How is the goat's ear? Does it look like it will heal or need to be "amputated"? I had a ewe attacked by a Rottweiler one time and he ripped her ears clean off. She was so cute and the only way she could hear me is if she could see me first. I would clap my hands to get all their attention then she would come. Poor baby. She was my prettiest headed ewe too.

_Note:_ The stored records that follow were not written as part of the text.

use super::{RoomId, User, UserId};
use chrono::{DateTime, Utc};
use serde::{Deserialize, Serialize};
use std::fmt;
use std::str::FromStr;

#[derive(Debug, Clone, Copy, PartialEq, Eq, Hash, Default, Serialize, Deserialize)]
#[serde(rename_all = "lowercase")]
pub enum MessageKind {
    #[default]
    Text,
    Image,
    Video,
    File,
    System,
}

impl MessageKind {
    pub fn as_str(&self) -> &'static str {
        match self {
            MessageKind::Text => "text",
            MessageKind::Image => "image",
            MessageKind::Video => "video",
            MessageKind::File => "file",
            MessageKind::System => "system",
        }
    }

    /// Textual kinds must carry a body.
    pub fn is_textual(&self) -> bool {
        matches!(self, MessageKind::Text | MessageKind::System)
    }

    /// Attachment kind for a MIME type: `image/*`, `video/*`, anything else is a file.
    pub fn from_mime(mime: &str) -> Self {
        let mime = mime.trim().to_ascii_lowercase();
        if mime.starts_with("image/") {
            MessageKind::Image
        } else if mime.starts_with("video/") {
            MessageKind::Video
        } else {
            MessageKind::File
        }
    }
}

impl fmt::Display for MessageKind {
    fn fmt(&self, f: &mut fmt::Formatter<'_>) -> fmt::Result {
        f.write_str(self.as_str())
    }
}

impl FromStr for MessageKind {
    type Err = String;

    fn from_str(s: &str) -> Result<Self, Self::Err> {
        match s {
            "text" => Ok(MessageKind::Text),
            "image" => Ok(MessageKind::Image),
            "video" => Ok(MessageKind::Video),
            "file" => Ok(MessageKind::File),
            "system" => Ok(MessageKind::System),
            other => Err(format!("unknown message type: {other}")),
        }
    }
}

/// Input to `MessagePipeline::create`.
#[derive(Debug, Clone)]
pub struct NewMessage {
    pub room_id: RoomId,
    pub author: User,
    pub content: Option<String>,
    pub kind: MessageKind,
    pub file_ref: Option<String>,
    pub mime_type: Option<String>,
}

impl NewMessage {
    pub fn text(room_id: RoomId, author: User, content: impl Into<String>) -> Self {
        Self {
            room_id,
            author,
            content: Some(content.into()),
            kind: MessageKind::Text,
            file_ref: None,
            mime_type: None,
        }
    }
}

/// Row handed to the store: content is already encrypted.
#[derive(Debug, Clone)]
pub struct NewMessageRow {
    pub room_id: RoomId,
    pub author: User,
    pub content_encrypted: Option<Vec<u8>>,
    pub message_type: MessageKind,
    pub file_path: Option<String>,
    pub mime_type: Option<String>,
    pub created_at: DateTime<Utc>,
}

/// A persisted message. Immutable once written.
#[derive(Debug, Clone, PartialEq, Eq)]
pub struct StoredMessage {
    pub id: i64,
    pub room_id: RoomId,
    pub user_id: UserId,
    pub username: String,
    pub content_encrypted: Option<Vec<u8>>,
    pub message_type: MessageKind,
    pub file_path: Option<String>,
    pub mime_type: Option<String>,
    pub created_at: DateTime<Utc>,
}

impl StoredMessage {
    pub fn from_row(id: i64, row: NewMessageRow) -> Self {
        Self {
            id,
            room_id: row.room_id,
            user_id: row.author.id,
            username: row.author.username,
            content_encrypted: row.content_encrypted,
            message_type: row.message_type,
            file_path: row.file_path,
            mime_type: row.mime_type,
            created_at: row.created_at,
        }
    }

    /// Presentation form with already known plaintext.
    pub fn into_plain(self, content: Option<String>) -> PlainMessage {
        PlainMessage {
            id: self.id,
            room_id: self.room_id,
            user_id: self.user_id,
            username: self.username,
            content,
            message_type: self.message_type,
            file_url: self.file_path,
            mime_type: self.mime_type,
            created_at: self.created_at,
        }
    }
}

/// Decrypted message as delivered to clients.
#[derive(Debug, Clone, PartialEq, Eq, Serialize, Deserialize)]
pub struct PlainMessage {
    pub id: i64,
    pub room_id: RoomId,
    pub user_id: UserId,
    pub username: String,
    pub content: Option<String>,
    pub message_type: MessageKind,
    pub file_url: Option<String>,
    pub mime_type: Option<String>,
    pub created_at: DateTime<Utc>,
}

Very feminine.


----------



## nchen7 (Feb 25, 2013)

we have a large mutt we can't trust around chickens, cats or other dogs. he's hopped the fence (with or without us there) to attack dogs or kill chickens. we've found a dead kitten on our deck as well. he's been intrigued with the goats, and for a while he wanted to try to play with them, but he doesn't do that anymore after he found out that horns hurt (thank goodness for horns!). we leave him tied up when we're not home, or when we're home and there are chicks around (he LOVES the cheep cheep of a chick). we don't trust him, but don't want to put him down. he seems fine being tied up on our back deck during the day (mostly stays in that spot anyway even if we are there).

we've caught him in the act, and scolded before/during/right after attacks, and didn't do anything. we're hoping he'll get old enough soon that he won't be able to hop the fence anymore, but we've been hoping for over a year now...lol

it REALLY depends on the dog and your situation. this is definitely a tough place to be. you just have to find a solution that works best for you.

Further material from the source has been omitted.